Em Nós, filhos de Eichmann apresentam-se duas cartas abertas, enviadas em 1964 e 1988 pelo filósofo austríaco-alemão Günther Anders a Klaus Eichmann, o filho mais velho do oficial nazista Adolf Eichmann, que executou a logística de transporte de milhões de pessoas a campos de extermínio durante a Segunda Guerra Mundial. Günther Anders, um dos principais autores do século XX e militante antifascista na juventude, escreve após o célebre julgamento de Eichmann, buscando convencer Klaus a expressar um gesto de desacordo com relação ao pai, ao mesmo tempo que vê na sua figura a impossibilidade de elaborar individualmente o luto após Auschwitz.
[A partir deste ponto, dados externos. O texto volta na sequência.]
//! Core data models for point analysis and matching.

pub mod matching;
pub mod metrics;
pub mod point;

pub use matching::{DatasetSide, MatchPolicy, MatchRecord, SAME_SQUARE_METER};
pub use metrics::{AnalysisMetrics, PointGroup};
pub use point::{
    Classification, ClassificationKind, GeoPoint, GeographicCheck, Point,
    REASON_BASE_POINT, REASON_EXACT_OVERLAP, REASON_INCORRECT_CITY, REASON_INCORRECT_STATE,
    REASON_INVALID_COORDINATE, REASON_MATCHED_POINT, REASON_PROXIMITY, REASON_VALID_POINT,
    REASON_VERIFICATION_ERROR,
};
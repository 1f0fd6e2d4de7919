//! Spatial index for fast admin boundary lookups.

use std::sync::Arc;

use geo::{Area, Contains, Point};
use rstar::{RTree, RTreeObject, AABB};
use tracing::info;

use super::{AdminBoundary, PlaceKind};
use crate::models::GeoPoint;

/// Wrapper for R-tree indexing of admin boundaries
#[derive(Clone)]
struct IndexedBoundary {
    boundary: Arc<AdminBoundary>,
    area: f64,
    envelope: AABB<[f64; 2]>,
}

impl RTreeObject for IndexedBoundary {
    type Envelope = AABB<[f64; 2]>;

    fn envelope(&self) -> Self::Envelope {
        self.envelope
    }
}

impl IndexedBoundary {
    fn new(boundary: AdminBoundary) -> Option<Self> {
        let (min_x, min_y, max_x, max_y) = boundary.bbox()?;
        Some(Self {
            area: boundary.geometry.unsigned_area(),
            envelope: AABB::from_corners([min_x, min_y], [max_x, max_y]),
            boundary: Arc::new(boundary),
        })
    }
}

/// Spatial index for admin boundaries using R-tree
pub struct AdminSpatialIndex {
    tree: RTree<IndexedBoundary>,
}

impl AdminSpatialIndex {
    pub fn build(boundaries: Vec<AdminBoundary>) -> Self {
        let indexed: Vec<IndexedBoundary> = boundaries
            .into_iter()
            .filter_map(IndexedBoundary::new)
            .collect();
        let tree = RTree::bulk_load(indexed);
        info!("Boundary index built with {} entries", tree.size());
        Self { tree }
    }

    /// Boundary of the given kind containing `location`.
    ///
    /// Overlapping boundaries of one kind resolve to the smallest, then to the
    /// lowest OSM id.
    pub fn lookup(&self, location: &GeoPoint, kind: PlaceKind) -> Option<Arc<AdminBoundary>> {
        let point = Point::new(location.lon, location.lat);
        let query = AABB::from_point([location.lon, location.lat]);

        self.tree
            .locate_in_envelope_intersecting(&query)
            .filter(|ib| ib.boundary.kind == kind)
            .filter(|ib| ib.boundary.geometry.contains(&point))
            .min_by(|a, b| {
                a.area
                    .total_cmp(&b.area)
                    .then(a.boundary.id.cmp(&b.boundary.id))
            })
            .map(|ib| Arc::clone(&ib.boundary))
    }

    pub fn len(&self) -> usize {
        self.tree.size()
    }

    pub fn is_empty(&self) -> bool {
        self.tree.size() == 0
    }
}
No entanto, a linguagem direta e compreensiva de Anders não implica um sentimento anódino de compaixão, como verá o leitor. A própria tentativa frustrada de diálogo, que se torna tema da segunda carta, serve à configuração de um interlocutor social mais amplo. Anders quer falar a todos os “filhos de Eichmann”, que teriam a seu modo obliterado a imagem do pai deixando-se embalar pela “calma enganosa” do Estado de bem-estar social europeu, vinculado estruturalmente à corrida armamentista e à ameaça atômica, como bem sabia o autor.

É nesse contexto que ele afirma: “Também nós precisamos constatar que fomos vítimas de um delírio: aquele que para nós ‘fez o papel de pai’ é idêntico ao ‘pai’ que há duas décadas havia imperado”. O seu juízo tem um pressuposto social, que se formula a partir do conceito de “discrepância prometeica”. Para Anders, no mundo fordista o trabalhador já não conseguia imaginar os efeitos distantes de suas ações, dado o triunfo irrefutável do aparato técnico de produção.

Assim, as piores atrocidades podem ser realizadas como se fossem um trabalho trivial, sem culpa nem remorso. Ou seja, todos poderíamos nos tornar cúmplices ou vítimas de uma máquina de extermínio. Isso não eliminaria a “oportunidade moral positiva”, diz Anders. No entanto, na medida em que a ideia de futuro se inscreve no tempo presente enquanto ameaça impessoal e permanente, a negação da ordem existente torna-se mais problemática, deixando-se de se processar nos termos próprios da norma progressista.

Tanto assim que Anders se volta a uma militância “antiapocalíptica”, definida pela tentativa radical de adiar o horizonte de extinção da humanidade. Esse equivalente político, que orienta Nós, filhos de Eichmann, anuncia-se nas belas análises andersianas sobre a literatura moderna. Bastaria lembrar seu estudo sobre Kafka. Nos seus termos bem conhecidos, o personagem kafkiano “não se sente preso por dentro, mas por fora. Não quer se evadir, mas invadir o mundo”, tornado opaco e impenetrável.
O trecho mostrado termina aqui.